= Beginning of Section =

//! Transport backed by the `serialport` crate.
//!
//! The device is opened once and cloned, so reads and writes go through
//! separate handles. A write that the guarded port gave up on can keep the
//! writer locked without stalling the next read.

use super::error::PortError;
use super::traits::{Connector, Mode, Transport};
use parking_lot::Mutex;
use std::io::{Read, Write};
use std::sync::atomic::{AtomicBool, Ordering};
use std::time::Duration;
use tracing::debug;

/// Read timeout used when the caller asks for none.
///
/// The driver has no "block forever" setting; a day stays inside every
/// platform's poll range.
const UNBOUNDED_READ_TIMEOUT: Duration = Duration::from_secs(24 * 60 * 60);

type RawPort = Box<dyn serialport::SerialPort>;

/// Names of the serial devices present on this machine.
pub fn list_ports() -> Result<Vec<String>, PortError> {
    SerialConnector.available_ports()
}

/// Opens OS serial devices.
#[derive(Debug, Clone, Copy, Default)]
pub struct SerialConnector;

impl Connector for SerialConnector {
    type Transport = SerialTransport;

    fn open(&self, name: &str, mode: &Mode) -> Result<SerialTransport, PortError> {
        let parity = serialport::Parity::try_from(mode.parity)?;

        let reader = serialport::new(name, mode.baud_rate)
            .data_bits(mode.data_bits.into())
            .stop_bits(mode.stop_bits.into())
            .parity(parity)
            .flow_control(serialport::FlowControl::None)
            .timeout(UNBOUNDED_READ_TIMEOUT)
            .open()
            .map_err(|e| match e.kind() {
                serialport::ErrorKind::NoDevice => PortError::not_found(name),
                serialport::ErrorKind::InvalidInput => PortError::config(e.to_string()),
                _ => PortError::Serial(e),
            })?;
        let writer = reader.try_clone()?;

        Ok(SerialTransport::from_handles(name, reader, writer))
    }

    fn available_ports(&self) -> Result<Vec<String>, PortError> {
        let ports = serialport::available_ports()?;
        Ok(ports.into_iter().map(|p| p.port_name).collect())
    }
}

/// An open OS serial device.
pub struct SerialTransport {
    name: String,
    reader: Mutex<Option<RawPort>>,
    writer: Mutex<Option<RawPort>>,
    closed: AtomicBool,
}

impl SerialTransport {
    fn from_handles(name: &str, reader: RawPort, writer: RawPort) -> Self {
        Self {
            name: name.to_string(),
            reader: Mutex::new(Some(reader)),
            writer: Mutex::new(Some(writer)),
            closed: AtomicBool::new(false),
        }
    }

    /// The system path this transport was opened with.
    pub fn name(&self) -> &str {
        &self.name
    }
}

impl Transport for SerialTransport {
    fn read(&self, buffer: &mut [u8]) -> Result<usize, PortError> {
        let mut guard = self.reader.lock();
        let port = guard.as_mut().ok_or(PortError::NotOpen)?;

        match port.read(buffer) {
            Ok(n) => Ok(n),
            Err(e) if e.kind() == std::io::ErrorKind::TimedOut => {
                Err(PortError::timeout(port.timeout()))
            }
            Err(e) => Err(PortError::Io(e)),
        }
    }

    fn write(&self, data: &[u8]) -> Result<usize, PortError> {
        let mut guard = self.writer.lock();
        // close() could not take the writer while someone else held it
        if self.closed.load(Ordering::Acquire) {
            guard.take();
            return Err(PortError::NotOpen);
        }
        let result = match guard.as_mut() {
            Some(port) => port.write(data).map_err(PortError::Io),
            None => return Err(PortError::NotOpen),
        };

        if self.closed.load(Ordering::Acquire) {
            guard.take();
        }
        result
    }

    fn set_read_timeout(&self, timeout: Duration) -> Result<(), PortError> {
        let timeout = if timeout.is_zero() {
            UNBOUNDED_READ_TIMEOUT
        } else {
            timeout
        };

        let mut guard = self.reader.lock();
        let port = guard.as_mut().ok_or(PortError::NotOpen)?;
        port.set_timeout(timeout).map_err(PortError::Serial)
    }

    fn close(&self) -> Result<(), PortError> {
        if self.closed.swap(true, Ordering::AcqRel) {
            return Err(PortError::NotOpen);
        }

        self.reader.lock().take();
        match self.writer.try_lock() {
            Some(mut writer) => {
                writer.take();
            }
            None => debug!(port = %self.name, "write in flight, writer released when it returns"),
        }
        Ok(())
    }
}

impl std::fmt::Debug for SerialTransport {
    fn fmt(&self, f: &mut std::fmt::Formatter<'_>) -> std::fmt::Result {
        f.debug_struct("SerialTransport")
            .field("name", &self.name)
            .field("closed", &self.closed.load(Ordering::Relaxed))
            .finish()
    }
}
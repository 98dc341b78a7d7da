//! Errors surfaced by the guarded port.

use crate::context::CancelCause;
use crate::port::PortError;
use std::io;
use std::time::Duration;
use thiserror::Error;

/// A specialized `Result` type for guarded port operations.
pub type SerioResult<T> = Result<T, SerioError>;

/// Every way a guarded port operation can fail.
///
/// None of these are retried internally. When a write horizon elapses the
/// number of bytes that reached the device is unknown.
#[derive(Debug, Error)]
pub enum SerioError {
    /// The open context was cancelled or ran out of time first.
    #[error("open cancelled: {0}")]
    Cancelled(CancelCause),

    /// The port deadline has passed.
    #[error("port deadline exceeded")]
    DeadlineExceeded,

    /// The write timeout elapsed before the device accepted the payload.
    #[error("write timed out after {0:?}; bytes written are indeterminate")]
    WriteTimeout(Duration),

    /// The port has been closed.
    #[error("port is closed")]
    Closed,

    /// The transport reported an error.
    #[error(transparent)]
    Transport(#[from] PortError),
}

impl SerioError {
    /// Whether the error means "ran out of time", from any source.
    pub fn is_timeout(&self) -> bool {
        match self {
            Self::Cancelled(CancelCause::DeadlineElapsed)
            | Self::DeadlineExceeded
            | Self::WriteTimeout(_) => true,
            Self::Transport(e) => e.is_timeout(),
            Self::Cancelled(CancelCause::Cancelled) | Self::Closed => false,
        }
    }
}

impl From<SerioError> for io::Error {
    fn from(err: SerioError) -> Self {
        match err {
            SerioError::Transport(PortError::Io(e)) => e,
            SerioError::Closed | SerioError::Transport(PortError::NotOpen) => {
                io::Error::new(io::ErrorKind::NotConnected, err)
            }
            SerioError::Transport(PortError::NotFound(_)) => {
                io::Error::new(io::ErrorKind::NotFound, err)
            }
            e @ SerioError::Cancelled(_) => io::Error::new(io::ErrorKind::TimedOut, e),
            e if e.is_timeout() => io::Error::new(io::ErrorKind::TimedOut, e),
            e => io::Error::other(e),
        }
    }
}

#[cfg(test)]
mod tests {
    use super::*;

    #[test]
    fn test_error_display() {
        assert_eq!(SerioError::DeadlineExceeded.to_string(), "port deadline exceeded");
        assert_eq!(SerioError::Closed.to_string(), "port is closed");
        assert!(SerioError::WriteTimeout(Duration::from_millis(250))
            .to_string()
            .contains("250ms"));
        assert_eq!(
            SerioError::Transport(PortError::not_found("COM9")).to_string(),
            "Serial port not found: COM9"
        );
    }

    #[test]
    fn test_timeout_classification() {
        assert!(SerioError::DeadlineExceeded.is_timeout());
        assert!(SerioError::WriteTimeout(Duration::from_secs(1)).is_timeout());
        assert!(SerioError::Cancelled(CancelCause::DeadlineElapsed).is_timeout());
        assert!(SerioError::Transport(PortError::timeout(Duration::from_secs(1))).is_timeout());
        assert!(!SerioError::Cancelled(CancelCause::Cancelled).is_timeout());
        assert!(!SerioError::Closed.is_timeout());
    }

    #[test]
    fn test_io_error_kinds() {
        let kind = |e: SerioError| io::Error::from(e).kind();

        assert_eq!(kind(SerioError::DeadlineExceeded), io::ErrorKind::TimedOut);
        assert_eq!(kind(SerioError::WriteTimeout(Duration::from_millis(5))), io::ErrorKind::TimedOut);
        assert_eq!(kind(SerioError::Closed), io::ErrorKind::NotConnected);
        assert_eq!(
            kind(SerioError::Cancelled(CancelCause::Cancelled)),
            io::ErrorKind::TimedOut
        );
        assert_eq!(
            kind(SerioError::Transport(PortError::Io(io::ErrorKind::BrokenPipe.into()))),
            io::ErrorKind::BrokenPipe
        );
        assert_eq!(
            kind(SerioError::Transport(PortError::timeout(Duration::from_millis(5)))),
            io::ErrorKind::TimedOut
        );
    }
}
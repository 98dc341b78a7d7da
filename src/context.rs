//! Cancellation contexts bounding how long a caller will wait.
//!
//! A [`Context`] pairs a cancellation signal with an optional deadline. The
//! signal is a channel nobody ever sends on: cancelling drops the sender, and
//! every receiver observes the disconnect at once. That makes the context
//! usable directly inside a `crossbeam_channel::select!`.

use crossbeam_channel::{Receiver, Sender};
use parking_lot::Mutex;
use std::fmt;
use std::sync::Arc;
use std::time::{Duration, Instant};

/// Why a context is done.
#[derive(Debug, Clone, Copy, PartialEq, Eq)]
pub enum CancelCause {
    /// A [`CancelHandle`] cancelled it.
    Cancelled,
    /// Its deadline passed.
    DeadlineElapsed,
}

impl fmt::Display for CancelCause {
    fn fmt(&self, f: &mut fmt::Formatter<'_>) -> fmt::Result {
        match self {
            Self::Cancelled => f.write_str("context cancelled"),
            Self::DeadlineElapsed => f.write_str("context deadline elapsed"),
        }
    }
}

/// Cancellation signal plus optional deadline.
#[derive(Clone)]
pub struct Context {
    done: Receiver<()>,
    deadline: Option<Instant>,
}

impl Context {
    /// A context that is never done.
    pub fn background() -> Self {
        Self {
            done: crossbeam_channel::never(),
            deadline: None,
        }
    }

    /// Done once `timeout` has elapsed from now.
    pub fn with_timeout(timeout: Duration) -> Self {
        Self::background().timeout(timeout)
    }

    /// Done at `deadline`.
    pub fn with_deadline(deadline: Instant) -> Self {
        Self::background().deadline(deadline)
    }

    /// A context done when the returned handle cancels it.
    pub fn cancellable() -> (Self, CancelHandle) {
        let (tx, rx) = crossbeam_channel::bounded(0);
        let ctx = Self {
            done: rx,
            deadline: None,
        };
        (ctx, CancelHandle::new(tx))
    }

    /// Derive a context that is also done after `timeout`. A timeout too
    /// large to represent leaves the current deadline as it is.
    pub fn timeout(&self, timeout: Duration) -> Self {
        match Instant::now().checked_add(timeout) {
            Some(deadline) => self.deadline(deadline),
            None => self.clone(),
        }
    }

    /// Derive a context that is also done at `deadline`. The earlier of the
    /// two deadlines wins.
    pub fn deadline(&self, deadline: Instant) -> Self {
        let deadline = match self.deadline {
            Some(current) => current.min(deadline),
            None => deadline,
        };
        Self {
            done: self.done.clone(),
            deadline: Some(deadline),
        }
    }

    pub fn deadline_at(&self) -> Option<Instant> {
        self.deadline
    }

    /// Why the context is done, or `None` while it is still live.
    pub fn err(&self) -> Option<CancelCause> {
        if self.is_cancelled() {
            return Some(CancelCause::Cancelled);
        }
        match self.deadline {
            Some(at) if Instant::now() >= at => Some(CancelCause::DeadlineElapsed),
            _ => None,
        }
    }

    pub fn is_done(&self) -> bool {
        self.err().is_some()
    }

    fn is_cancelled(&self) -> bool {
        matches!(
            self.done.try_recv(),
            Err(crossbeam_channel::TryRecvError::Disconnected)
        )
    }

    /// Receiver that becomes ready on cancellation.
    pub(crate) fn done(&self) -> &Receiver<()> {
        &self.done
    }
}

impl Default for Context {
    fn default() -> Self {
        Self::background()
    }
}

impl fmt::Debug for Context {
    fn fmt(&self, f: &mut fmt::Formatter<'_>) -> fmt::Result {
        f.debug_struct("Context")
            .field("deadline", &self.deadline)
            .field("cancelled", &self.is_cancelled())
            .finish()
    }
}

/// Cancels the [`Context`] it was created with.
///
/// Clones share the signal. Dropping the last clone also cancels, so a
/// context never outlives every way of cancelling it.
#[derive(Clone)]
pub struct CancelHandle {
    tx: Arc<Mutex<Option<Sender<()>>>>,
}

impl CancelHandle {
    fn new(tx: Sender<()>) -> Self {
        Self {
            tx: Arc::new(Mutex::new(Some(tx))),
        }
    }

    /// Cancel the context. Idempotent.
    pub fn cancel(&self) {
        self.tx.lock().take();
    }

    pub fn is_cancelled(&self) -> bool {
        self.tx.lock().is_none()
    }
}

impl fmt::Debug for CancelHandle {
    fn fmt(&self, f: &mut fmt::Formatter<'_>) -> fmt::Result {
        f.debug_struct("CancelHandle")
            .field("cancelled", &self.is_cancelled())
            .finish()
    }
}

= End of Section =

EXERCISE PROMPT. Read the entries and select each line where the word "parity" is found.

REPLY.
        let parity = serialport::Parity::try_from(mode.parity)?;
            .parity(parity)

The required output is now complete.